William Michael Vareika

Inducted: 2017
Born: 1952

In 1987, Bill and Alison Vareika opened a public art gallery on Newport’s Bellevue Avenue Casino Historic District block after seven years as private dealers of American art operating out of their Newport carriage house home. The Newport and New England art scene has never been the same. The gallery has grown into one of the country’s most prominent and respected galleries, specializing in important 18th, 19th, and early 20th-century works of art. The story is more remarkable because Bill Vareika intended to become a lawyer, not a gallery owner. 

Raised in Brocton, Massachusetts, Bill majored in political science at Boston College. He took a class in 19th-century art mainly to fulfill a school requirement, and that experience changed his life. One day, he visited Boston’s Trinity Church to research a topic for his art class. He saw the elaborate murals around the sanctuary, works by John LaFarge, who lived from 1835 to 1910, much of the time in Newport, Rhode Island. Vareika came to Newport in 1974 to expand his research on LaFarge. He soon abandoned law school plans to volunteer to help direct a six-year legal battle to save Newport’s Congregational Church, with its LaFarge stained-glass windows, from being bulldozed. Bill worked as a part-time janitor at a local art museum (now the Newport Art Museum), where he later served as trustee for 20 years), He began his art dealer career as a “picker,” trolling yard sales and thrift shops for items and reselling them to galleries. The church battle was eventually won, but Bill never entered law school. He met his wife Alison in an artist studio near the museum where she was modeling for a portrait painted by a mutual artist friend.

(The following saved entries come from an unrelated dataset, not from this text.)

//! Signals raised by test code and the outcomes they classify into
//!
//! Test code never unwinds to report a result: every setup, body, sub-test
//! and teardown returns a [`StepResult`]. The engine turns that into an
//! [`Outcome`], except for [`Signal::Cancelled`] which always propagates.

use serde::{Deserialize, Serialize};
use std::fmt;
use std::panic::Location;

/// Result type returned by every piece of test code
pub type StepResult = Result<(), Signal>;

/// One entry of a recorded call stack
#[derive(Clone, Debug, PartialEq, Eq, Serialize, Deserialize)]
pub struct Frame {
    pub file: String,
    pub line: u32,
    pub function: String,
    #[serde(default, skip_serializing_if = "Vec::is_empty")]
    pub locals: Vec<(String, String)>,
}

impl Frame {
    pub fn new(file: impl Into<String>, line: u32, function: impl Into<String>) -> Self {
        Self {
            file: file.into(),
            line,
            function: function.into(),
            locals: Vec::new(),
        }
    }

    /// Frame for the code calling the current function
    #[track_caller]
    pub fn caller(function: impl Into<String>) -> Self {
        let location = Location::caller();
        Self::new(location.file(), location.line(), function)
    }

    pub fn with_local(mut self, name: impl Into<String>, value: &dyn fmt::Debug) -> Self {
        self.locals.push((name.into(), format!("{value:?}")));
        self
    }
}

/// Recorded call stack, outermost frame first
#[derive(Clone, Debug, Default, PartialEq, Eq, Serialize, Deserialize)]
pub struct Traceback {
    frames: Vec<Frame>,
}

impl Traceback {
    pub fn new() -> Self {
        Self::default()
    }

    pub fn frames(&self) -> &[Frame] {
        &self.frames
    }

    pub fn is_empty(&self) -> bool {
        self.frames.is_empty()
    }

    /// Record a caller of everything recorded so far
    pub fn push_outer(&mut self, frame: Frame) {
        self.frames.insert(0, frame);
    }

    /// Record a callee of everything recorded so far
    pub fn push_inner(&mut self, frame: Frame) {
        self.frames.push(frame);
    }

    pub fn innermost_mut(&mut self) -> Option<&mut Frame> {
        self.frames.last_mut()
    }
}

/// Details of a failure or error
#[derive(Clone, Debug, PartialEq, Eq, Serialize, Deserialize)]
pub struct FailureInfo {
    /// Short type-like name, e.g. `AssertionError`
    pub kind: String,
    pub message: String,
    pub traceback: Traceback,
}

impl FailureInfo {
    pub fn new(kind: impl Into<String>, message: impl Into<String>) -> Self {
        Self {
            kind: kind.into(),
            message: message.into(),
            traceback: Traceback::new(),
        }
    }

    pub fn with_frame(mut self, frame: Frame) -> Self {
        self.traceback.push_inner(frame);
        self
    }

    /// Attach a local variable dump to the innermost frame
    pub fn with_local(mut self, name: impl Into<String>, value: &dyn fmt::Debug) -> Self {
        if let Some(frame) = self.traceback.innermost_mut() {
            frame.locals.push((name.into(), format!("{value:?}")));
        }
        self
    }

    /// `Kind: message` line closing a rendered traceback
    pub fn summary_line(&self) -> String {
        if self.message.is_empty() {
            self.kind.clone()
        } else {
            format!("{}: {}", self.kind, self.message)
        }
    }
}

impl fmt::Display for FailureInfo {
    fn fmt(&self, f: &mut fmt::Formatter<'_>) -> fmt::Result {
        write!(f, "{}", self.summary_line())
    }
}

/// Why a run was cancelled
#[derive(Clone, Copy, Debug, PartialEq, Eq, Serialize, Deserialize)]
pub enum Cancelled {
    /// Interrupted from the keyboard
    Interrupt,
    /// Test code asked the process to exit
    Exit(i32),
}

impl fmt::Display for Cancelled {
    fn fmt(&self, f: &mut fmt::Formatter<'_>) -> fmt::Result {
        match self {
            Cancelled::Interrupt => write!(f, "interrupted"),
            Cancelled::Exit(code) => write!(f, "exit requested with status {code}"),
        }
    }
}

/// What test code returns instead of succeeding
#[derive(Clone, Debug, PartialEq, Eq)]
pub enum Signal {
    /// An assertion about expected state did not hold
    Failure(FailureInfo),
    /// Anything else went wrong
    Error(FailureInfo),
    /// A precondition is not met; the test is skipped
    Skip(String),
    /// Skip only the current item of a generative sequence
    InnerSkip(String),
    /// Abort the entire run
    Cancelled(Cancelled),
}

impl Signal {
    /// Assertion failure located at the caller
    #[track_caller]
    pub fn failure(message: impl Into<String>) -> Self {
        Signal::Failure(
            FailureInfo::new("AssertionError", message).with_frame(Frame::caller("<unknown>")),
        )
    }

    /// Error located at the caller
    #[track_caller]
    pub fn error(message: impl Into<String>) -> Self {
        Signal::Error(FailureInfo::new("Error", message).with_frame(Frame::caller("<unknown>")))
    }

    pub fn skip(reason: impl Into<String>) -> Self {
        Signal::Skip(reason.into())
    }

    /// Skip the current generative item, `test was skipped` when no reason is given
    pub fn inner_skip(reason: Option<&str>) -> Self {
        Signal::InnerSkip(reason.unwrap_or("test was skipped").to_string())
    }

    pub fn is_cancellation(&self) -> bool {
        matches!(self, Signal::Cancelled(_))
    }

    pub fn info_mut(&mut self) -> Option<&mut FailureInfo> {
        match self {
            Signal::Failure(info) | Signal::Error(info) => Some(info),
            _ => None,
        }
    }
}

impl fmt::Display for Signal {
    fn fmt(&self, f: &mut fmt::Formatter<'_>) -> fmt::Result {
        match self {
            Signal::Failure(info) | Signal::Error(info) => write!(f, "{info}"),
            Signal::Skip(reason) | Signal::InnerSkip(reason) => write!(f, "skipped: {reason}"),
            Signal::Cancelled(cancel) => write!(f, "cancelled: {cancel}"),
        }
    }
}

impl From<anyhow::Error> for Signal {
    #[track_caller]
    fn from(err: anyhow::Error) -> Self {
        Signal::Error(
            FailureInfo::new("Error", format!("{err:#}")).with_frame(Frame::caller("<unknown>")),
        )
    }
}

impl From<std::io::Error> for Signal {
    #[track_caller]
    fn from(err: std::io::Error) -> Self {
        Signal::Error(
            FailureInfo::new("IoError", err.to_string()).with_frame(Frame::caller("<unknown>")),
        )
    }
}

impl From<serde_json::Error> for Signal {
    #[track_caller]
    fn from(err: serde_json::Error) -> Self {
        Signal::Error(
            FailureInfo::new("ValueError", err.to_string()).with_frame(Frame::caller("<unknown>")),
        )
    }
}

/// Extends results with an extra outer frame while propagating with `?`
pub trait Traced<T> {
    fn traced(self) -> Result<T, Signal>;
}

impl<T> Traced<T> for Result<T, Signal> {
    #[track_caller]
    fn traced(self) -> Result<T, Signal> {
        let frame = Frame::caller("<unknown>");
        self.map_err(|mut signal| {
            if let Some(info) = signal.info_mut() {
                info.traceback.push_outer(frame);
            }
            signal
        })
    }
}

/// Whether a skipped test was skipped as a whole or as one generative item
#[derive(Clone, Copy, Debug, PartialEq, Eq, Serialize, Deserialize)]
#[serde(rename_all = "lowercase")]
pub enum SkipKind {
    Test,
    Inner,
}

/// Classified result of one phase of a test
#[derive(Clone, Debug, PartialEq, Eq)]
pub enum Outcome {
    Success,
    Failure(FailureInfo),
    Error(FailureInfo),
    Skip { reason: String, kind: SkipKind },
}

impl Outcome {
    /// Classify a step result; cancellation is handed back untouched
    pub fn classify(result: StepResult) -> Result<Outcome, Cancelled> {
        match result {
            Ok(()) => Ok(Outcome::Success),
            Err(Signal::Failure(info)) => Ok(Outcome::Failure(info)),
            Err(Signal::Error(info)) => Ok(Outcome::Error(info)),
            Err(Signal::Skip(reason)) => Ok(Outcome::Skip {
                reason,
                kind: SkipKind::Test,
            }),
            Err(Signal::InnerSkip(reason)) => Ok(Outcome::Skip {
                reason,
                kind: SkipKind::Inner,
            }),
            Err(Signal::Cancelled(cancel)) => Err(cancel),
        }
    }

    pub fn is_success(&self) -> bool {
        matches!(self, Outcome::Success)
    }

    pub fn is_skip(&self) -> bool {
        matches!(self, Outcome::Skip { .. })
    }
}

The Vareika’s primary interest has always been the rich artistic heritage of the Newport and Narragansett Bay region, and they continue to specialize in the influential American artists who were attracted to the Newport area in the 18th, 19th, and early 20th centuries. Two of the best-known of these artists are John LaFarge and William Trost Richards. Over the past 35 years, the Vareikas have owned and handled more works by these artists than anyone in history while creating one of the country’s largest and most respected art galleries.

Over the past thirty-five years, William Vareika Fine Arts Ltd has consistently presented scholarly exhibitions of museum-quality American artworks, catering to prominent collectors and museum curators worldwide, beginning collectors, and the public. Its recent 36th-anniversary exhibition, “Three Centuries of American Art: 1775 – 1980,” included over 350 paintings, drawings, watercolors, and original prints and photographs. Featured is an inventory that rivals most museum collections, including artworks by such American Masters as William Bradford (2), Alfred T. Bricher (6), James E. Buttersworth, William Merritt Chase, Thomas Doughty (3), Sanford Robinson Gifford (4), William Stanley Haseltine (2) Childe Hassam, Martin Johnson Heade (3), Hans Hofmann, Winslow Homer (3), John F. Kensett (8), John LaFarge (15), Fitz Henry Lane, Edward Potthast, William Trost Richards (50), Theodore Robinson, John Singer Sargent, Everett Shinn, John Twachtman, Albert Van Beest, Andy Warhol, Benjamin West, and Worthington Whittredge. 

From the beginning, the Vareikas defined the mission of their gallery as twofold. It would provide a public viewing space for influential historical American art and be the vehicle through which they could support charitable causes. From its opening day, the Vareikas used their gallery to raise awareness about various causes. They have also donated over one million dollars to multiple institutions, such as the Newport Art Museum, Hasbro Children’s Hospital, Martin Luther King Community Center, and the Newport Historical Society. They also established the William Vareika Award for Arts and Public Policy, conferred annually to a Salve Regina University graduate with a demonstrated appreciation for art and social conscience.

The Vareikas also led an effort to raise funds to acquire, restore, and install thirteen LaFarge stained-glass windows in Our Lady of Mercy Chapel on the Salve Regina University campus. Bill received an honorary Doctor of Humane Letters from Salve Regina University for his contributions as a preservationist and philanthropist. He has served on numerous boards and has received many awards for his efforts. He was honored in 2017 by the Rhode Island Council on the Humanities with the “Honorary Chairs Award for Lifetime Achievement in the Humanities,” a tribute to his dedication to the preservation of historic art and architecture in Rhode Island.  

Alison Vareika is an arts advocate, community activist, preservationist, philanthropist, and choral singer. A native of Ada, Oklahoma, she has lived in Newport for over 36 years. Alison graduated Summa Cum Laude from the University of Rhode Island with a Bachelor of Arts degree in Political Science. She is chair of the Board of the Newport Performing Arts Center, a trustee of Trinity Repertory Company in Providence, and a member of the Rhode Island State Council on the Arts. Alison also serves on the Advisory Councils of the Martin Luther King Jr. Community Center and the Aquidneck Land Trust. She has performed with the Rhode Island Civic Choral & Orchestra for five years and the Berkshire Choral International for over fifteen years.

William Vareika was inducted into The Rhode Heritage Hall of Fame in 2017.